(Stored items)
= = = =
//! Chart-ready view of a shift summary.
//!
//! Each segment becomes a fraction of the 480-minute shift. Fractions are not
//! normalised: they are drawn as given, so an over-booked shift overflows
//! the ring rather than being rescaled.

use crate::libs::shift::SHIFT_MINUTES;
use crate::libs::utilization::ProcessTimeSummary;
use serde::Serialize;

#[derive(Debug, Clone, Copy, PartialEq, Eq, Serialize)]
#[serde(rename_all = "lowercase")]
pub enum Segment {
    Maintenance,
    Operating,
    Downtime,
    Remaining,
}

impl Segment {
    pub const ALL: [Segment; 4] = [Segment::Maintenance, Segment::Operating, Segment::Downtime, Segment::Remaining];

    pub fn label(&self) -> &'static str {
        match self {
            Segment::Maintenance => "Maintenance",
            Segment::Operating => "Operating",
            Segment::Downtime => "Downtime",
            Segment::Remaining => "Remaining",
        }
    }

    pub fn glyph(&self) -> char {
        match self {
            Segment::Maintenance => '#',
            Segment::Operating => '=',
            Segment::Downtime => 'x',
            Segment::Remaining => '.',
        }
    }
}

#[derive(Debug, Clone, Copy, PartialEq, Serialize)]
pub struct ChartSlice {
    pub segment: Segment,
    pub minutes: u32,
    pub fraction: f64,
}

/// One stroke of a donut chart: where it starts along the ring and how long it is.
#[derive(Debug, Clone, Copy, PartialEq, Serialize)]
pub struct Arc {
    pub segment: Segment,
    pub offset: f64,
    pub length: f64,
}

/// The four segments in drawing order.
pub fn slices(summary: &ProcessTimeSummary) -> [ChartSlice; 4] {
    let slice = |segment, minutes: u32| ChartSlice {
        segment,
        minutes,
        fraction: minutes as f64 / SHIFT_MINUTES as f64,
    };

    [
        slice(Segment::Maintenance, summary.maintenance_minutes),
        slice(Segment::Operating, summary.operating_minutes),
        slice(Segment::Downtime, summary.downtime_minutes),
        slice(Segment::Remaining, summary.remaining_minutes),
    ]
}

/// Arc lengths for a ring of the given circumference, laid end to end.
pub fn arcs(summary: &ProcessTimeSummary, circumference: f64) -> Vec<Arc> {
    let mut offset = 0.0;
    slices(summary)
        .iter()
        .map(|slice| {
            let length = slice.fraction * circumference;
            let arc = Arc {
                segment: slice.segment,
                offset,
                length,
            };
            offset += length;
            arc
        })
        .collect()
}

/// Single-line text rendering, one glyph per `1 / width` of the shift.
pub fn bar(summary: &ProcessTimeSummary, width: usize) -> String {
    slices(summary)
        .iter()
        .flat_map(|slice| {
            let cells = (slice.fraction * width as f64).round() as usize;
            std::iter::repeat(slice.segment.glyph()).take(cells)
        })
        .collect()
}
= = = =
WORK ITEM: Copy every line of the records word for word.

ANSWER TO THE EXERCISE:
//! Chart-ready view of a shift summary.
//!
//! Each segment becomes a fraction of the 480-minute shift. Fractions are not
//! normalised: they are drawn as given, so an over-booked shift overflows
//! the ring rather than being rescaled.

use crate::libs::shift::SHIFT_MINUTES;
use crate::libs::utilization::ProcessTimeSummary;
use serde::Serialize;

#[derive(Debug, Clone, Copy, PartialEq, Eq, Serialize)]
#[serde(rename_all = "lowercase")]
pub enum Segment {
    Maintenance,
    Operating,
    Downtime,
    Remaining,
}

impl Segment {
    pub const ALL: [Segment; 4] = [Segment::Maintenance, Segment::Operating, Segment::Downtime, Segment::Remaining];

    pub fn label(&self) -> &'static str {
        match self {
            Segment::Maintenance => "Maintenance",
            Segment::Operating => "Operating",
            Segment::Downtime => "Downtime",
            Segment::Remaining => "Remaining",
        }
    }

    pub fn glyph(&self) -> char {
        match self {
            Segment::Maintenance => '#',
            Segment::Operating => '=',
            Segment::Downtime => 'x',
            Segment::Remaining => '.',
        }
    }
}

#[derive(Debug, Clone, Copy, PartialEq, Serialize)]
pub struct ChartSlice {
    pub segment: Segment,
    pub minutes: u32,
    pub fraction: f64,
}

/// One stroke of a donut chart: where it starts along the ring and how long it is.
#[derive(Debug, Clone, Copy, PartialEq, Serialize)]
pub struct Arc {
    pub segment: Segment,
    pub offset: f64,
    pub length: f64,
}

/// The four segments in drawing order.
pub fn slices(summary: &ProcessTimeSummary) -> [ChartSlice; 4] {
    let slice = |segment, minutes: u32| ChartSlice {
        segment,
        minutes,
        fraction: minutes as f64 / SHIFT_MINUTES as f64,
    };

    [
        slice(Segment::Maintenance, summary.maintenance_minutes),
        slice(Segment::Operating, summary.operating_minutes),
        slice(Segment::Downtime, summary.downtime_minutes),
        slice(Segment::Remaining, summary.remaining_minutes),
    ]
}

/// Arc lengths for a ring of the given circumference, laid end to end.
pub fn arcs(summary: &ProcessTimeSummary, circumference: f64) -> Vec<Arc> {
    let mut offset = 0.0;
    slices(summary)
        .iter()
        .map(|slice| {
            let length = slice.fraction * circumference;
            let arc = Arc {
                segment: slice.segment,
                offset,
                length,
            };
            offset += length;
            arc
        })
        .collect()
}

/// Single-line text rendering, one glyph per `1 / width` of the shift.
pub fn bar(summary: &ProcessTimeSummary, width: usize) -> String {
    slices(summary)
        .iter()
        .flat_map(|slice| {
            let cells = (slice.fraction * width as f64).round() as usize;
            std::iter::repeat(slice.segment.glyph()).take(cells)
        })
        .collect()
}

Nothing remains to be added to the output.